Material provided:
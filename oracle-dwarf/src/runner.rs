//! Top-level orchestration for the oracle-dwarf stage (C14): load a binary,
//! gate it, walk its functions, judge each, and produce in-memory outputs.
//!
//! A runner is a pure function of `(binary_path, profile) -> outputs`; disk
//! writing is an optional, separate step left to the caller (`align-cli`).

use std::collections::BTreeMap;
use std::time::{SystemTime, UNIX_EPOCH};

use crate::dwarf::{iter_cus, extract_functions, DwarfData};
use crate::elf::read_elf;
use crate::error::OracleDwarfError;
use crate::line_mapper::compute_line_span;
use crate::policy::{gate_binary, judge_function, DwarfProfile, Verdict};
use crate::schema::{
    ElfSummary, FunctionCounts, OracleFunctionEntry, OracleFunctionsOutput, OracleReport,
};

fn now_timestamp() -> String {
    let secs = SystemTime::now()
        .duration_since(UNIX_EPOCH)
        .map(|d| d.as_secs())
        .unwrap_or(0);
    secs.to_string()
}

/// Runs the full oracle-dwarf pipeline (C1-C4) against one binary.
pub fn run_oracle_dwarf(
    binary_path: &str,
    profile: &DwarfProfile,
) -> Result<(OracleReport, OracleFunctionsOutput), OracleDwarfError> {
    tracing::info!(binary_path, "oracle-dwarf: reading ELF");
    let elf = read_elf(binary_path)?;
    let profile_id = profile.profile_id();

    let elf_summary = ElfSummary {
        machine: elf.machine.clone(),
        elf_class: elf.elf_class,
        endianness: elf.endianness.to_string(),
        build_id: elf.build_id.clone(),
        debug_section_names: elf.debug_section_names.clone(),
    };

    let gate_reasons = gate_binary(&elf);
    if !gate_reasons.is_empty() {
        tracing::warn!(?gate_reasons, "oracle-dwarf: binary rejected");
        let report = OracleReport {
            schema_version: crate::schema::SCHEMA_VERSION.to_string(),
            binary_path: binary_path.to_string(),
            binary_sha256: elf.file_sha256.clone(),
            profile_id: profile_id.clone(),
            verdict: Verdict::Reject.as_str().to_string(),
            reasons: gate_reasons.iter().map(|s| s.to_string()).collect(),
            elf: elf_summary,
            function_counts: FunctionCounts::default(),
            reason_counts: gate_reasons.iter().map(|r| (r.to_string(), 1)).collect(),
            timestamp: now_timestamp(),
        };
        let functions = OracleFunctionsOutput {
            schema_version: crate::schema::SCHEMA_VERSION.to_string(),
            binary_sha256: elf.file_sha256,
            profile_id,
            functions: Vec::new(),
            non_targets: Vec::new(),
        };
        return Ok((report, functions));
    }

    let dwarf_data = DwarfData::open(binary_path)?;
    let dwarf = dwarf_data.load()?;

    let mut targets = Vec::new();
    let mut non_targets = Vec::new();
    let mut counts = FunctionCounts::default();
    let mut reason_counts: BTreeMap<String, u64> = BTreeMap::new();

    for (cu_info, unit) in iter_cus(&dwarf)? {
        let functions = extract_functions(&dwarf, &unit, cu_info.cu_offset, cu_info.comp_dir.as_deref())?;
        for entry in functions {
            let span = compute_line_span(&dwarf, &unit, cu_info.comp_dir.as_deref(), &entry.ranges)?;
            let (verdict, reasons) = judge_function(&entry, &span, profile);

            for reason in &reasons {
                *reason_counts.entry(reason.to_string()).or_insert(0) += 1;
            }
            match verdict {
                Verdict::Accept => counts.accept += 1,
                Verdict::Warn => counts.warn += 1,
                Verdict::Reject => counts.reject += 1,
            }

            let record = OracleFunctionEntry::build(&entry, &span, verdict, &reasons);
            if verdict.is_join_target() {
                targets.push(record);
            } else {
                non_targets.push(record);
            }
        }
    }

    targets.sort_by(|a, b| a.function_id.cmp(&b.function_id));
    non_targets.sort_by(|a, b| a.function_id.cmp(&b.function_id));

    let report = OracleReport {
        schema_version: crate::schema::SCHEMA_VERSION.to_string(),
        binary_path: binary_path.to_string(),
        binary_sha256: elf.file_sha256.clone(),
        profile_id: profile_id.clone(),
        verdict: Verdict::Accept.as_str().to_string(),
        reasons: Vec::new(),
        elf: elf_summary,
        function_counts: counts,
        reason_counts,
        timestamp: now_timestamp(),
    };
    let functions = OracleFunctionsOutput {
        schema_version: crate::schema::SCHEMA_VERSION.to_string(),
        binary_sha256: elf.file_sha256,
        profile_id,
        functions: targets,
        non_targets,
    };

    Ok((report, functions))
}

==

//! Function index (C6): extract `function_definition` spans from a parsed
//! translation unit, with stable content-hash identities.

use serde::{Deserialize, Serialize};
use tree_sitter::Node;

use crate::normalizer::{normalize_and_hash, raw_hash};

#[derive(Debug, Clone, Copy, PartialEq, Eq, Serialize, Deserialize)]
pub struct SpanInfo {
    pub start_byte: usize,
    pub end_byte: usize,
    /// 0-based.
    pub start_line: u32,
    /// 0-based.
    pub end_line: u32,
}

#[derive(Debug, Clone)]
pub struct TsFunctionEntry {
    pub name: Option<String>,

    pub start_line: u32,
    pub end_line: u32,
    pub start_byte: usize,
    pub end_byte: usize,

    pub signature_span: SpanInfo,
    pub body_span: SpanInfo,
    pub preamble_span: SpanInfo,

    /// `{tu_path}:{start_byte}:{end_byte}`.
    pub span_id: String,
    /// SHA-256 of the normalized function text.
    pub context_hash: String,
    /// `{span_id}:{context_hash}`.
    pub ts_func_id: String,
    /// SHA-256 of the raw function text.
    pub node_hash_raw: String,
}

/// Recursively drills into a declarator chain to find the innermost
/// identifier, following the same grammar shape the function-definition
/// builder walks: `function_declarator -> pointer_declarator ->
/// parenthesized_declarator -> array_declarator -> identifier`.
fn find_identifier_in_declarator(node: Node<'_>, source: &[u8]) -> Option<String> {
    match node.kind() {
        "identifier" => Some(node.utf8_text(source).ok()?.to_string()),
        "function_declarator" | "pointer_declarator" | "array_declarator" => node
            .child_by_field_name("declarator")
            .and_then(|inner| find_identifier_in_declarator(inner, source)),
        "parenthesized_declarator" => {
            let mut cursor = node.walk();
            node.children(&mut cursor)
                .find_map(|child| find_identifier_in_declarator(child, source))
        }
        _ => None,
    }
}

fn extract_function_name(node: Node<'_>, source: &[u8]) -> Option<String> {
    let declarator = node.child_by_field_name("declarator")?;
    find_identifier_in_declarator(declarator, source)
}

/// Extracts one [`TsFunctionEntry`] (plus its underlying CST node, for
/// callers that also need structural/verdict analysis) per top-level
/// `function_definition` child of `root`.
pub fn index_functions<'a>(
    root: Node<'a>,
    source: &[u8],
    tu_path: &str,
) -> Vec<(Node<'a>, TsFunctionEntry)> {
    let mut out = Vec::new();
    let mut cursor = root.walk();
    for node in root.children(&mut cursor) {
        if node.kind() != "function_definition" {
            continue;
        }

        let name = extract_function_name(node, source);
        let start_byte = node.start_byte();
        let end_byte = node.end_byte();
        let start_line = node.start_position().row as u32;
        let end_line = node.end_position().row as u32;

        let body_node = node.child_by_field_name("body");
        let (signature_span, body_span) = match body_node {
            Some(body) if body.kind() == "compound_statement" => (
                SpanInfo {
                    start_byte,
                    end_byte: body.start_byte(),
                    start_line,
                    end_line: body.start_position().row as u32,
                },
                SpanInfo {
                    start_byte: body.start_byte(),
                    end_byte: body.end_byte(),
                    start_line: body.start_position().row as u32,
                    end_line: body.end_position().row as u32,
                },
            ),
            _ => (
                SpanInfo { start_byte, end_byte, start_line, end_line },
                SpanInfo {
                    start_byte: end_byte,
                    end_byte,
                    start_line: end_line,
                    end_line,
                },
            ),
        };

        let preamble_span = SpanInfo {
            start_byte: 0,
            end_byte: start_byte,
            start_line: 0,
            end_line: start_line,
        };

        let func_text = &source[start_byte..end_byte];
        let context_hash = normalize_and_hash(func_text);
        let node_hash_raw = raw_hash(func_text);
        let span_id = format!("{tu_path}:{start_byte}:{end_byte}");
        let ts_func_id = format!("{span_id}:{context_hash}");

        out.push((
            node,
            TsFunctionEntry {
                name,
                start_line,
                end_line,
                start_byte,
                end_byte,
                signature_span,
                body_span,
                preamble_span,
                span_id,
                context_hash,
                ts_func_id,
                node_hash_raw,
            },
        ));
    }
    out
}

...

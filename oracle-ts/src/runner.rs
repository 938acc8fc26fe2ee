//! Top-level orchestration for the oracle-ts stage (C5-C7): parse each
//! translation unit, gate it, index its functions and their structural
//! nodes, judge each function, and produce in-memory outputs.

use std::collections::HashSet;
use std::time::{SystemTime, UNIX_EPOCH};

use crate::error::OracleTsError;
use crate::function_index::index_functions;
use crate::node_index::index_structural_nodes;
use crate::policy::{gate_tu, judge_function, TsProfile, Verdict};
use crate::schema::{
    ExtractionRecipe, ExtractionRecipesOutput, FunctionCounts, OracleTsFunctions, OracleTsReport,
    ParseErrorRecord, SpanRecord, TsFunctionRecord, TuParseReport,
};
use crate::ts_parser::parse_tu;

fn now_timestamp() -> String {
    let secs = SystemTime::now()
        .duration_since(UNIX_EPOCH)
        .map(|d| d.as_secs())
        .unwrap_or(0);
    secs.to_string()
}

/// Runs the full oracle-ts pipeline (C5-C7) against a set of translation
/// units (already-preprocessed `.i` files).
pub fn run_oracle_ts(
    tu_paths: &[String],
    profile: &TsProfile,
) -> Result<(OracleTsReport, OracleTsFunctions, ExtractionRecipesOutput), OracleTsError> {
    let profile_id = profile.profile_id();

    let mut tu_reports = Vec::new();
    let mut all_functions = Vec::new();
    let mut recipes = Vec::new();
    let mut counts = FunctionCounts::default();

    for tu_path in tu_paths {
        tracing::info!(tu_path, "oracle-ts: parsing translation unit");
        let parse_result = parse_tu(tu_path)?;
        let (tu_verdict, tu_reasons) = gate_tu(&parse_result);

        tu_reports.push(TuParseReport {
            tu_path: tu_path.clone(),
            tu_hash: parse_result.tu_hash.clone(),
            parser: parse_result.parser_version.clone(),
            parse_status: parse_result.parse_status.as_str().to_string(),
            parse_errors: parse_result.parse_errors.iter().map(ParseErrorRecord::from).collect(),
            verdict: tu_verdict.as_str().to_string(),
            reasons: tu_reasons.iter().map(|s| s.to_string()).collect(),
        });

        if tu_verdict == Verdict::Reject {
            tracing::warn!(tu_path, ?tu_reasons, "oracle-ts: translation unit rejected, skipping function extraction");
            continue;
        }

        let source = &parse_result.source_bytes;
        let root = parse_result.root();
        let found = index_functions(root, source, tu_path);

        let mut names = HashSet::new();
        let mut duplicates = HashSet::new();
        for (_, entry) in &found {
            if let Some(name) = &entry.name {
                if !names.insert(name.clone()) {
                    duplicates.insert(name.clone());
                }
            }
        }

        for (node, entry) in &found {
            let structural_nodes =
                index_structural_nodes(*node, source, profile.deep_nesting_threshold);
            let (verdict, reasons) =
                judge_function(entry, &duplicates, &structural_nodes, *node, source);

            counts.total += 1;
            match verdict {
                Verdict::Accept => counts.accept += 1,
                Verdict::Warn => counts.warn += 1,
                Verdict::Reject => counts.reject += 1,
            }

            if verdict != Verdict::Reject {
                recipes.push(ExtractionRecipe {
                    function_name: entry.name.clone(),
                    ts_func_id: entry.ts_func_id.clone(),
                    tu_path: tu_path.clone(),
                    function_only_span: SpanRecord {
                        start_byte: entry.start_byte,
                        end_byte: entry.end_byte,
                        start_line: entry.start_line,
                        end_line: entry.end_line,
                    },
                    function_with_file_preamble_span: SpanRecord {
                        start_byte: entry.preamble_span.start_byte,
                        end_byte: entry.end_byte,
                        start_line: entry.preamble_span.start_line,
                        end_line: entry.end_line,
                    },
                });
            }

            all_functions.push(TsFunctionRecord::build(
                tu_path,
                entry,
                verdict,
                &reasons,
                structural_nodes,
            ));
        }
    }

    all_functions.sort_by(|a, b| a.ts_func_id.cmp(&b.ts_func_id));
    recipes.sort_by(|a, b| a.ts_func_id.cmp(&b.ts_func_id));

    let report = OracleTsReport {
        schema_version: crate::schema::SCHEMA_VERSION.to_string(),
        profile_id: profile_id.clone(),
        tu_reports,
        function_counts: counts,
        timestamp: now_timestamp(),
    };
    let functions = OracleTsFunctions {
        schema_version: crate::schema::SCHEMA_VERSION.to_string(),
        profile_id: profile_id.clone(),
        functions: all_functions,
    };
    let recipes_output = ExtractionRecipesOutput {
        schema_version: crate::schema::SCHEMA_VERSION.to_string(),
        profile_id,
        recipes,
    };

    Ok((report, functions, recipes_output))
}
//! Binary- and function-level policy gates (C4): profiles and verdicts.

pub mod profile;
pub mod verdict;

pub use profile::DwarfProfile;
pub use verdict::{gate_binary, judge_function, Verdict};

About this exercise:
Give only the number of lines in the preceding material that contain the string "OracleTsReport".

Response to this task:
3